Takuva Simbarashe, Evans Denise, Zuma Khangelani, Okello Velephi, Louwagie Goedele
Clinical HIV Research Unit, Department of Internal Medicine, School of Clinical Medicine, Faculty of Health Sciences, University of the Witwatersrand, South Africa.
Pan Afr Med J. 2013 May 3;15:5. doi: 10.11604/pamj.2013.15.5.1889. Print 2013.
Nevirapine (NVP) and Efavirenz (EFV) have generally comparable clinical and virologic efficacy. However, data comparing NVP durability to EFV are imprecise. We analyzed cohort data to compare durability of NVP to EFV among patients initiating ART in Mbabane, Swaziland. The primary outcome was poor regimen durability defined as any modification of NVP or EFV to the ART regimen. Multivariate Cox proportional hazards models were employed to estimate the risk of poor regimen durability (all-cause) for the two regimens and also separately to estimate risk of drug-related toxicity. We analyzed records for 769 patients initiating ART in Mbabane, Swaziland from March 2006 to December 2007. 30 patients (3.9%) changed their NVP or EFV-based regimen during follow up. Cumulative incidence for poor regimen durability was 5.3% and 2.7% for NVP and EFV, respectively. Cumulative incidence for drug-related toxicity was 1.9% and 2.7% for NVP and EFV, respectively. Burden of TB was high and 14 (46.7%) modifications were due to patients substituting NVP due to beginning TB treatment. Though the estimates were imprecise, use of NVP - based regimens seemed to be associated with higher risk of modifications compared to use of EFV - based regimens (HR 2.03 95%CI 0.58 - 7.05) and NVP - based regimens had a small advantage over EFV - based regimens with regard to toxicity - related modifications (HR 0.87 95%CI 0.26 - 2.90). Due to the high burden of TB and a significant proportion of patients changing their ART regimen after starting TB treatment, use of EFV as the preferred NNRTI over NVP in high TB endemic settings may result in improved first-line regimen tolerance. Further studies comparing the cost-effectiveness of delivering these two NNRTIs in light of their different limitations are required.

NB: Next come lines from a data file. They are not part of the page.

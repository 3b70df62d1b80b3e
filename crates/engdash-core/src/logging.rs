use std::path::{Path, PathBuf};
use std::sync::Mutex;

use anyhow::{Context, Result};
use directories::ProjectDirs;
use tracing_subscriber::EnvFilter;
use tracing_subscriber::layer::SubscriberExt;
use tracing_subscriber::util::SubscriberInitExt;

use crate::config::LogConfig;

/// Environment variable holding a filter directive; wins over the config.
pub const LOG_ENV: &str = "ENGDASH_LOG";

/// Default log file: `~/.local/share/engdash/engdash.log`.
pub fn default_log_path() -> Result<PathBuf> {
    let dirs = ProjectDirs::from("", "", "engdash").context("Could not determine data directory")?;
    Ok(dirs.data_dir().join("engdash.log"))
}

/// Pick the filter directive: env first, then config, then `info`.
pub fn filter_directive(env_value: Option<String>, config: &LogConfig) -> String {
    env_value
        .filter(|v| !v.trim().is_empty())
        .unwrap_or_else(|| config.level.clone())
}

/// Install the global subscriber writing to a file.
///
/// The terminal belongs to the TUI, so nothing is ever written to stdout.
pub fn init(config: &LogConfig) -> Result<PathBuf> {
    let path = match &config.file {
        Some(path) => path.clone(),
        None => default_log_path()?,
    };
    init_at(&path, &filter_directive(std::env::var(LOG_ENV).ok(), config))?;
    Ok(path)
}

fn init_at(path: &Path, directive: &str) -> Result<()> {
    if let Some(dir) = path.parent() {
        std::fs::create_dir_all(dir)
            .with_context(|| format!("Failed to create log directory: {}", dir.display()))?;
    }
    let file = std::fs::OpenOptions::new()
        .create(true)
        .append(true)
        .open(path)
        .with_context(|| format!("Failed to open log file {}", path.display()))?;

    let filter = EnvFilter::try_new(directive).unwrap_or_else(|_| EnvFilter::new("info"));

    tracing_subscriber::registry()
        .with(filter)
        .with(
            tracing_subscriber::fmt::layer()
                .with_writer(Mutex::new(file))
                .with_ansi(false)
                .with_target(true),
        )
        .try_init()
        .context("A global tracing subscriber is already installed")?;
    Ok(())
}

#[cfg(test)]
mod tests {
    use super::*;

    #[test]
    fn test_filter_directive_precedence() {
        let config = LogConfig {
            level: "warn".into(),
            file: None,
        };
        assert_eq!(filter_directive(Some("debug".into()), &config), "debug");
        assert_eq!(filter_directive(Some(" ".into()), &config), "warn");
        assert_eq!(filter_directive(None, &config), "warn");
        assert_eq!(filter_directive(None, &LogConfig::default()), "info");
    }
}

奈韦拉平(NVP)和依非韦伦(EFV)在临床和病毒学疗效方面总体相当。然而,比较NVP与EFV耐久性的数据并不精确。我们分析了队列数据,以比较在斯威士兰姆巴巴内开始接受抗逆转录病毒治疗(ART)的患者中NVP与EFV的耐久性。主要结局是治疗方案耐久性差,定义为对ART方案中的NVP或EFV进行任何调整。采用多变量Cox比例风险模型来估计两种方案治疗方案耐久性差(全因)的风险,并分别估计药物相关毒性的风险。我们分析了2006年3月至2007年12月在斯威士兰姆巴巴内开始接受ART治疗的769例患者的记录。30例患者(3.9%)在随访期间改变了基于NVP或EFV的治疗方案。NVP和EFV治疗方案耐久性差的累积发生率分别为5.3%和2.7%。NVP和EFV药物相关毒性的累积发生率分别为1.9%和2.7%。结核病负担较高,14例(46.7%)调整是由于患者因开始结核病治疗而更换NVP。尽管估计不精确,但与基于EFV方案相比,基于NVP方案的使用似乎与更高的调整风险相关(风险比2.03,95%置信区间0.58 - 7.05),并且基于NVP方案在与毒性相关的调整方面比基于EFV方案有小优势(风险比0.87,95%置信区间0.26 - 2.90)。由于结核病负担高以及相当比例的患者在开始结核病治疗后改变其ART方案,在结核病高流行地区使用EFV作为首选非核苷类逆转录酶抑制剂(NNRTI)而非NVP可能会提高一线治疗方案的耐受性。需要进一步研究根据这两种NNRTI的不同局限性比较其成本效益。